The Civil Society Forum has trained more than 1,000 observers to oversee the election process.
In addition, the NEC had accredited more than 60,000 national and international observers as of yesterday for the national election.
Kemrath Viseth, head of the Civil Society Department and chairman of the national and international observation coordinating committee, spoke about the training at the National Institute of Education in Phnom Penh yesterday.
He said the participation of election observers from civil society was necessary to ensure the electoral process was transparent, free, fair and just according to the constitution and laws.
“The training of civil society observers to strengthen the process of democratisation in Cambodia demonstrates neutrality based on integrity for forthcoming national election,” he said.
Mr Viseth said 1,038 national civil society observers from 94 organisations and associations throughout the country had attended training.
NEC spokesman Dim Sovannarom said that as of yesterday, the NEC had recognised 65,744 national observers and 37 international observers, and was reviewing requests to work as observers from more than 4,525 people for the 22,967 polling stations across the country.
“For the upcoming election, there will be more than 70,000 national observers, which is a vast number,” Mr Sovannarom said. “Article 10 of the Law on the Elections states that national observers or associations can participate as electoral observers.”
“The word can is not a compulsory act.

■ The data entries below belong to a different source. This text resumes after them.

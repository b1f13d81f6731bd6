//! Breadth-first wire path search.

use machinery_core::geometry::GridPosition;
use machinery_spatial::{CellGrid, Placeability};
use std::collections::VecDeque;

/// Whether a wire may pass through `pos`. Component cells and cells already
/// carrying a wire are closed except for the two endpoints being connected.
fn passable(grid: &CellGrid, pos: GridPosition, start: GridPosition, end: GridPosition) -> bool {
    match grid.try_cell(pos) {
        None => false,
        Some(cell) if cell.placeability == Placeability::Blocked => false,
        Some(_) if pos == start || pos == end => true,
        Some(cell) => !cell.has_component() && !cell.has_wire(),
    }
}

/// Shortest 4-connected path from `start` to `end`, both inclusive.
///
/// Neighbors expand up, down, left, right, so ties resolve in that order.
/// Existing wires are never crossed.
/// Returns an empty path when `end` is unreachable or either endpoint is
/// outside the grid, and `[start]` when `start == end`.
pub fn find_path(grid: &CellGrid, start: GridPosition, end: GridPosition) -> Vec<GridPosition> {
    let (Some(s), Some(goal)) = (grid.to_index(start), grid.to_index(end)) else {
        return Vec::new();
    };
    if s == goal {
        return vec![start];
    }

    let n = grid.cell_count();
    let mut came_from: Vec<Option<usize>> = vec![None; n];
    let mut visited = vec![false; n];
    let mut frontier = VecDeque::new();
    visited[s] = true;
    frontier.push_back(start);

    while let Some(current) = frontier.pop_front() {
        if current == end {
            break;
        }
        let from = grid.to_index(current);
        for next in current.neighbors_4() {
            let Some(i) = grid.to_index(next) else {
                continue;
            };
            if visited[i] || !passable(grid, next, start, end) {
                continue;
            }
            visited[i] = true;
            came_from[i] = from;
            frontier.push_back(next);
        }
    }

    if !visited[goal] {
        return Vec::new();
    }

    let mut path = vec![end];
    let mut step = goal;
    while let Some(prev) = came_from[step] {
        path.push(grid.from_index(prev));
        step = prev;
    }
    path.reverse();
    path
}

#[cfg(test)]
mod tests {
    use super::*;
    use machinery_core::id::WireId;
    use machinery_spatial::WireType;
    use proptest::prelude::*;
    use slotmap::SlotMap;

    fn open(w: u32, h: u32) -> CellGrid {
        CellGrid::filled(w, h, Placeability::Placeable).unwrap()
    }

    fn p(x: i32, y: i32) -> GridPosition {
        GridPosition::new(x, y)
    }

    fn assert_contiguous(path: &[GridPosition]) {
        for pair in path.windows(2) {
            assert_eq!(pair[0].manhattan_distance(&pair[1]), 1, "gap in {path:?}");
        }
    }

    #[test]
    fn straight_row() {
        let grid = open(4, 1);
        assert_eq!(
            find_path(&grid, p(0, 0), p(3, 0)),
            vec![p(0, 0), p(1, 0), p(2, 0), p(3, 0)]
        );
    }

    #[test]
    fn same_cell_is_single_step() {
        let grid = open(3, 3);
        assert_eq!(find_path(&grid, p(1, 1), p(1, 1)), vec![p(1, 1)]);
    }

    #[test]
    fn out_of_bounds_endpoint_has_no_path() {
        let grid = open(3, 3);
        assert!(find_path(&grid, p(0, 0), p(3, 0)).is_empty());
        assert!(find_path(&grid, p(-1, 0), p(1, 0)).is_empty());
    }

    #[test]
    fn ties_prefer_vertical_first() {
        // Up is expanded before right, so the route climbs first.
        let grid = open(2, 2);
        assert_eq!(
            find_path(&grid, p(0, 0), p(1, 1)),
            vec![p(0, 0), p(0, 1), p(1, 1)]
        );
    }

    #[test]
    fn detours_around_blocked_cells() {
        // . . .
        // . # .
        // S # E
        let grid = CellGrid::from_fn(3, 3, |pos| {
            if pos.x == 1 && pos.y < 2 {
                Placeability::Blocked
            } else {
                Placeability::Placeable
            }
        })
        .unwrap();
        let path = find_path(&grid, p(0, 0), p(2, 0));
        assert_eq!(path.len(), 7);
        assert_eq!(path.first(), Some(&p(0, 0)));
        assert_eq!(path.last(), Some(&p(2, 0)));
        assert!(path.contains(&p(1, 2)));
        assert_contiguous(&path);
    }

    #[test]
    fn enclosed_goal_is_unreachable() {
        let grid = CellGrid::from_fn(5, 5, |pos| {
            let ring = (1..=3).contains(&pos.x)
                && (1..=3).contains(&pos.y)
                && !(pos.x == 2 && pos.y == 2);
            if ring {
                Placeability::Blocked
            } else {
                Placeability::Placeable
            }
        })
        .unwrap();
        assert!(find_path(&grid, p(0, 0), p(2, 2)).is_empty());
    }

    #[test]
    fn blocked_goal_is_unreachable() {
        let grid = CellGrid::from_fn(3, 1, |pos| {
            if pos.x == 2 {
                Placeability::Blocked
            } else {
                Placeability::Placeable
            }
        })
        .unwrap();
        assert!(find_path(&grid, p(0, 0), p(2, 0)).is_empty());
    }

    #[test]
    fn connectors_only_and_display_cells_are_passable() {
        let grid = CellGrid::from_fn(3, 1, |pos| match pos.x {
            1 => Placeability::ConnectorsOnly,
            2 => Placeability::Display,
            _ => Placeability::Placeable,
        })
        .unwrap();
        assert_eq!(find_path(&grid, p(0, 0), p(2, 0)).len(), 3);
    }

    #[test]
    fn existing_wires_are_not_crossed() {
        let mut grid = open(3, 3);
        let mut wires = SlotMap::<WireId, ()>::with_key();
        let id = wires.insert(());
        for x in 0..3 {
            grid.cell_mut(p(x, 1)).unwrap().set_wire(WireType::AC, id);
        }
        assert!(find_path(&grid, p(1, 0), p(1, 2)).is_empty());

        grid.cell_mut(p(2, 1)).unwrap().clear_wire();
        let path = find_path(&grid, p(1, 0), p(1, 2));
        assert_eq!(path.len(), 5);
        assert!(path.contains(&p(2, 1)));
        assert!(!path.contains(&p(1, 1)));
    }

    proptest! {
        #[test]
        fn open_grid_length_is_manhattan(
            w in 1u32..12,
            h in 1u32..12,
            a in 0u32..144,
            b in 0u32..144,
        ) {
            let grid = open(w, h);
            let n = w * h;
            let start = grid.from_index((a % n) as usize);
            let end = grid.from_index((b % n) as usize);
            let path = find_path(&grid, start, end);
            prop_assert_eq!(path.len() as u32, start.manhattan_distance(&end) + 1);
            prop_assert_eq!(path.first(), Some(&start));
            prop_assert_eq!(path.last(), Some(&end));
            for pair in path.windows(2) {
                prop_assert_eq!(pair[0].manhattan_distance(&pair[1]), 1);
            }
        }
    }
}
//! Spatial layer of the workbench: the cell grid, footprint geometry and
//! component placement.
//!
//! The grid is a fixed-size, row-major array of [`Cell`]s created once at
//! startup. Each cell carries a [`Placeability`] classification plus its
//! contents: an optional component handle, an optional wire, and a pipe
//! flag. Components are multi-cell; their shape comes from the catalog's
//! [`FootprintMask`](machinery_core::catalog::FootprintMask) and is resolved
//! against an anchor cell and a [`Rotation`](machinery_core::geometry::Rotation)
//! by [`footprint::resolve`].
//!
//! Placement is all-or-nothing: [`ComponentStore::place`] validates the whole
//! resolved footprint before writing a single cell.

pub mod footprint;
pub mod grid;
pub mod index;
pub mod placement;

pub use footprint::{CellRejection, check, is_valid, port_at, port_cell, resolve, rotate_offset};
pub use grid::{Cell, CellArchetype, CellGrid, GridError, Occupancy, Placeability, WireType};
pub use placement::{ComponentStore, PlacedComponent, PlacementError};
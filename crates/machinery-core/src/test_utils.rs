//! Shared test helpers for unit tests, integration tests and benchmarks.
//!
//! Gated behind `#[cfg(any(test, feature = "test-utils"))]`.

use crate::catalog::{Catalog, CatalogBuilder, ComponentDef, FootprintMask, PortType};
use crate::geometry::GridPosition;
use crate::mode::{Mode, ModeListener, SharedListener};
use std::cell::RefCell;
use std::rc::Rc;

// ===========================================================================
// Mode listeners
// ===========================================================================

/// Appends `"<name>.enter(<Mode>)"` / `"<name>.exit(<Mode>)"` to a shared log.
#[derive(Debug)]
pub struct RecordingListener {
    pub name: String,
    pub log: Rc<RefCell<Vec<String>>>,
}

impl RecordingListener {
    pub fn new(name: &str, log: Rc<RefCell<Vec<String>>>) -> Self {
        Self {
            name: name.to_string(),
            log,
        }
    }
}

impl ModeListener for RecordingListener {
    fn on_enter_mode(&mut self, mode: Mode) {
        self.log
            .borrow_mut()
            .push(format!("{}.enter({mode:?})", self.name));
    }

    fn on_exit_mode(&mut self, mode: Mode) {
        self.log
            .borrow_mut()
            .push(format!("{}.exit({mode:?})", self.name));
    }
}

/// Wrap a listener for registration.
pub fn shared(listener: impl ModeListener + 'static) -> SharedListener {
    Rc::new(RefCell::new(listener))
}

// ===========================================================================
// Catalog fixtures
// ===========================================================================

/// 1x1 part with a single power input port.
pub fn power_terminal() -> ComponentDef {
    ComponentDef::new("power_terminal", FootprintMask::single()).with_port(
        "mains",
        GridPosition::ORIGIN,
        PortType::Power,
        true,
    )
}

/// 1x1 part with a single signal port.
pub fn signal_terminal() -> ComponentDef {
    ComponentDef::new("signal_terminal", FootprintMask::single()).with_port(
        "sig",
        GridPosition::ORIGIN,
        PortType::Signal,
        false,
    )
}

/// Solid 2x2 part anchored at its (0, 0) cell, no ports.
pub fn block_2x2() -> ComponentDef {
    ComponentDef::new("block_2x2", FootprintMask::solid(2, 2))
}

/// L-shaped part (three cells) anchored on its corner, with a power port on
/// the end of the long arm.
///
/// ```text
/// row 1: #.
/// row 0: ##
/// ```
pub fn l_shape() -> ComponentDef {
    ComponentDef::new(
        "l_shape",
        FootprintMask::from_rows(&["##", "#."], GridPosition::ORIGIN),
    )
    .with_port("mains", GridPosition::new(1, 0), PortType::Power, true)
}

/// A boiler with a water inlet and a power inlet on a 2x1 body.
pub fn boiler() -> ComponentDef {
    ComponentDef::new("boiler", FootprintMask::solid(2, 1))
        .with_port("water_in", GridPosition::new(0, 0), PortType::Water, true)
        .with_port("mains", GridPosition::new(1, 0), PortType::Power, true)
}

/// Catalog containing every fixture above.
pub fn test_catalog() -> Catalog {
    let mut b = CatalogBuilder::new();
    for def in [
        power_terminal(),
        signal_terminal(),
        block_2x2(),
        l_shape(),
        boiler(),
    ] {
        if let Err(e) = b.register(def) {
            panic!("fixture registration failed: {e}");
        }
    }
    match b.build() {
        Ok(catalog) => catalog,
        Err(e) => panic!("fixture catalog invalid: {e}"),
    }
}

Therefore, whether there are observers or not is not an obstacle to the election. The election result is still officially accepted,” he added.
Major local election watcdogs Comfrel and its counterpart Nicfec decided not to monitor the election after being blacklisted following the June 2017 commune elections.
Thirty-eight civil society groups formed a ‘Situation Room’ to monitor the June 4, 2017 commune elections, but it was later probed under the Law on Association and Non-governmental Organisations.The investigation concluded the consortium should have registered with the ministry as a single entity according to the law.
Nhem Thoeun, an observer from the Cambodia for Confederation Development Association in Preah Sihanouk province, said this was his first time as an electoral observer. He expected the ballot to be fair, transparent and neutral.
“Observers play a crucial role because we can observe if there is anything that can be hidden,” he said. “We can take notes, photograph and report all the actions at all times, so we can help to monitor the election for neutrality and transparency.”
According to the NEC, the deadline to stop taking applications for observers will be ten days before the election. For international observers, the NEC will cease to receive registration applications three days before the election.